No offense to my pals who live in Bushwick. I’m told it’s nicer than it was three years ago. When I moved out after only five months, I wondered if I would ever have a reason to go back. I doubted it. This was before I started comedy. Turns out, over 50% of NYC up and coming comedians live in Bushwick, do jokes about it onstage, and throw parties on their roofs. So I do make it out to Bushwick occasionally and the roofs are very nice.
At least on the Montrose stop, not much has changed. Cafe Moto is still there, that’s a nice place. When I first moved there, all I had within 10 blocks was five chinese restaurants, six laundromats, a karate school, and a Papa Johns. “Duck Duck” opened just before I moved out of Bushwick, and I’m sorry Duck Duck fans, but those bartenders were so rude to me and my boyfriend-at-the-time, we left the establishment in favor of Papa Johns.
How did a wide-eyed optimistic girl from Iowa end up in Bushwick? I was not a comedian. Who would recommend this neighborhood? A few days before I planned to go to New York to look for places with the couple I had agreed to live with, I get a call from the girl part of the couple.
“We found a place! It’s perfect! It’s in Williamsburg, just two stops off the L”
“Does it have a bathtub?”
“Yes.”
“I’m sold!”
And that was it. In September 2006, I went to New York and took the L two stops. It looked pretty cool. I started walking. Asking for directions to Manhattan Ave. I walked for about forty-five minutes, got to see the Marcy Projects and also some really sketchy areas. Turns out, my apartment was not the 2nd stop on the L. It was the 5th. I had left time to explore the neighborhood, which was good, because by the time I got to the apartment, it was exactly time to meet my landlord. He was an hour and half late, so I just waited for him at the Papa Johns.
I was pretty worried at this point. The neighborhood was sketchy. The landlord showed up and I saw the apartment. My room was small, but had “roof access.” Roof access meant that the landlord had not put bars on the windows for my safety, but I would be able to go out onto the small, dirty roof that didn’t look entirely secure. I avoided the roof and signed up for renter’s insurance.
The mailbox was on the outside of the building. It’s the kind of mailbox you put on your house in Iowa, no lock. So all the mail would get stolen every day. The landlord would talk excitedly about the new mailbox he was planning to install INSIDE the building. For a month, he talked about this mailbox and how it would solve our mail theft problems for good. One day I came home and saw that a new mailbox had been installed. Not inside, where the landlord said it would be, but outside, in place of the old one. It looked just like the old one, except that it had a lock and key. The landlord gave me the key, but I never bothered to use it. It was simply easier to reach into the slot in the mailbox that the mail carrier uses to insert the mail. The slot was just wide enough for someone, perhaps me, or perhaps a thief, to reach his/her hand in to retrieve the mail each day.

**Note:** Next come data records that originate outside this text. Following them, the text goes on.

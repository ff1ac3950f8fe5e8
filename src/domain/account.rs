use crate::error::{EngineError, Result};
use chrono::{DateTime, Utc};
use rust_decimal::Decimal;
use serde::{Deserialize, Serialize};
use std::fmt;
use uuid::Uuid;

/// Opaque account identifier. Accounts are seeded from configuration and
/// referenced by these ids everywhere else in the engine.
#[derive(Debug, Clone, PartialEq, Eq, Hash, PartialOrd, Ord, Serialize, Deserialize)]
#[serde(transparent)]
pub struct AccountId(pub String);

impl AccountId {
    pub fn new(id: impl Into<String>) -> Self {
        Self(id.into())
    }

    pub fn as_str(&self) -> &str {
        &self.0
    }
}

impl fmt::Display for AccountId {
    fn fmt(&self, f: &mut fmt::Formatter<'_>) -> fmt::Result {
        f.write_str(&self.0)
    }
}

impl From<&str> for AccountId {
    fn from(id: &str) -> Self {
        Self(id.to_string())
    }
}

#[derive(Debug, Serialize, Deserialize, PartialEq, Eq, Clone, Copy)]
#[serde(rename_all = "lowercase")]
pub enum Role {
    Agent,
    Chef,
    Admin,
}

/// An actor in the network. Carries no balance field: an account's balance
/// is the `balance_after` of its newest ledger entry, never a stored value.
#[derive(Debug, Serialize, Deserialize, PartialEq, Clone)]
pub struct Account {
    pub id: AccountId,
    pub name: String,
    pub role: Role,
    pub agency_id: String,
}

/// A strictly positive monetary amount.
///
/// Wraps `rust_decimal::Decimal` so that operation and recharge amounts are
/// validated once at the boundary and trusted everywhere else.
#[derive(Debug, Clone, Copy, PartialEq, PartialOrd, Serialize, Deserialize)]
pub struct Amount(Decimal);

impl Amount {
    pub fn new(value: Decimal) -> Result<Self> {
        if value > Decimal::ZERO {
            Ok(Self(value))
        } else {
            Err(EngineError::Validation(format!(
                "amount must be positive, got {value}"
            )))
        }
    }

    pub fn value(&self) -> Decimal {
        self.0
    }
}

impl TryFrom<Decimal> for Amount {
    type Error = EngineError;

    fn try_from(value: Decimal) -> Result<Self> {
        Self::new(value)
    }
}

impl From<Amount> for Decimal {
    fn from(amount: Amount) -> Self {
        amount.0
    }
}

#[derive(Debug, Serialize, Deserialize, PartialEq, Eq, Clone, Copy)]
#[serde(rename_all = "snake_case")]
pub enum EntryKind {
    InitialCredit,
    AdminCredit,
    AdminDebit,
    Recharge,
    Commission,
    OperationDebit,
}

/// One immutable balance change. Entries are append-only; for every account
/// the entries form a chain where each `balance_before` equals the previous
/// entry's `balance_after`.
#[derive(Debug, Serialize, Deserialize, PartialEq, Clone)]
pub struct LedgerEntry {
    pub id: Uuid,
    pub account_id: AccountId,
    /// Signed: positive credits, negative debits.
    pub amount: Decimal,
    pub balance_before: Decimal,
    pub balance_after: Decimal,
    pub kind: EntryKind,
    pub description: String,
    pub metadata: serde_json::Value,
    pub created_at: DateTime<Utc>,
}

impl LedgerEntry {
    /// Whether this entry is a valid successor of `prev` in the same
    /// account's chain.
    pub fn follows(&self, prev: &LedgerEntry) -> bool {
        self.account_id == prev.account_id && self.balance_before == prev.balance_after
    }
}
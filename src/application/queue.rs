use crate::config::QueueConfig;
use crate::domain::account::AccountId;
use crate::domain::operation::{Operation, OperationStatus};
use crate::domain::ports::OperationStoreRef;
use crate::error::Result;
use chrono::{DateTime, Duration, Utc};
use serde::Serialize;

#[derive(Debug, Serialize, PartialEq, Eq, Clone, Copy)]
pub struct QueueStats {
    pub unassigned_count: usize,
    pub my_tasks_count: usize,
    pub all_tasks_count: usize,
    pub urgent_count: usize,
    pub completed_today: usize,
}

/// Read-side aggregation over the operation store.
///
/// Counts are derived from a live snapshot on every call, never stored; the
/// only staleness is the snapshot read itself.
pub struct QueueService {
    operations: OperationStoreRef,
    config: QueueConfig,
}

impl QueueService {
    pub fn new(operations: OperationStoreRef, config: QueueConfig) -> Self {
        Self { operations, config }
    }

    pub async fn stats(&self, caller: &AccountId) -> Result<QueueStats> {
        let snapshot = self.operations.list().await?;
        Ok(self.stats_at(caller, &snapshot, Utc::now()))
    }

    fn stats_at(
        &self,
        caller: &AccountId,
        snapshot: &[Operation],
        now: DateTime<Utc>,
    ) -> QueueStats {
        let age_cutoff = now - Duration::hours(self.config.urgent_age_hours);
        let today = now.date_naive();

        let mut stats = QueueStats {
            unassigned_count: 0,
            my_tasks_count: 0,
            all_tasks_count: 0,
            urgent_count: 0,
            completed_today: 0,
        };
        for operation in snapshot {
            match operation.status {
                OperationStatus::Pending => {
                    stats.all_tasks_count += 1;
                    if operation.validator_id.is_none() {
                        stats.unassigned_count += 1;
                    }
                }
                OperationStatus::PendingValidation => {
                    stats.all_tasks_count += 1;
                    if operation.validator_id.as_ref() == Some(caller) {
                        stats.my_tasks_count += 1;
                    }
                }
                OperationStatus::Completed => {
                    if operation
                        .completed_at
                        .is_some_and(|at| at.date_naive() == today)
                    {
                        stats.completed_today += 1;
                    }
                    continue;
                }
                OperationStatus::Rejected => continue,
            }
            if operation.amount >= self.config.urgent_amount || operation.created_at < age_cutoff {
                stats.urgent_count += 1;
            }
        }
        stats
    }
}
use crate::domain::account::AccountId;
use crate::domain::operation::OperationStatus;
use rust_decimal::Decimal;
use thiserror::Error;
use uuid::Uuid;

#[derive(Error, Debug)]
pub enum EngineError {
    #[error("validation error: {0}")]
    Validation(String),

    #[error(
        "invalid transition for operation {operation}: expected status {expected}, found {actual}"
    )]
    InvalidTransition {
        operation: Uuid,
        expected: OperationStatus,
        actual: OperationStatus,
    },

    #[error(
        "insufficient balance on account {account}: balance {balance}, requested debit {requested}"
    )]
    InsufficientBalance {
        account: AccountId,
        balance: Decimal,
        requested: Decimal,
    },

    #[error("operation {operation} is already assigned to validator {validator}")]
    AlreadyAssigned {
        operation: Uuid,
        validator: AccountId,
    },

    #[error("no commission tier matches amount {amount}")]
    NoTierMatch { amount: Decimal },

    #[error("amount {amount} is outside the commission rule bounds")]
    OutOfRange { amount: Decimal },

    #[error("overlapping commission tiers: {0}")]
    OverlappingTiers(String),

    #[error("missing field: {0}")]
    MissingField(String),

    #[error("{entity} not found: {id}")]
    NotFound { entity: &'static str, id: String },

    #[error("unauthorized: {0}")]
    Unauthorized(String),

    #[error("CSV error: {0}")]
    Csv(#[from] csv::Error),

    #[error("JSON error: {0}")]
    Json(#[from] serde_json::Error),

    #[error("IO error: {0}")]
    Io(#[from] std::io::Error),
}

pub type Result<T> = std::result::Result<T, EngineError>;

Right after that happened, the front door broke. The landlord, concerned for my safety, told me to be very careful walking home. He thinks someone broke the door on purpose because he is mad that the landlord “owed him a lot of money.” That landlord still owes me a lot of money. I should have seen it coming. Anyway, if I was ever walking back to the apartment and it felt like someone was following me, I should not stop at my apartment, but keep walking so I would trick the criminal. Then, when I felt like no one was following me, I should then go to the apartment.
Shortly after that, I left the sketchy apartment, the crazy landlord, and the abusive couple and I moved to Manhattan. I do go back to Bushwick from time to time for comedy parties, and my friends who live there have much better apartments than mine was. Sure, they get mugged from time to time, but they’re comedians, and getting mugged is “material.”
I left Bushwick, moved to Manhattan, and now I live in Brooklyn again. I haven’t been to Papa Johns since.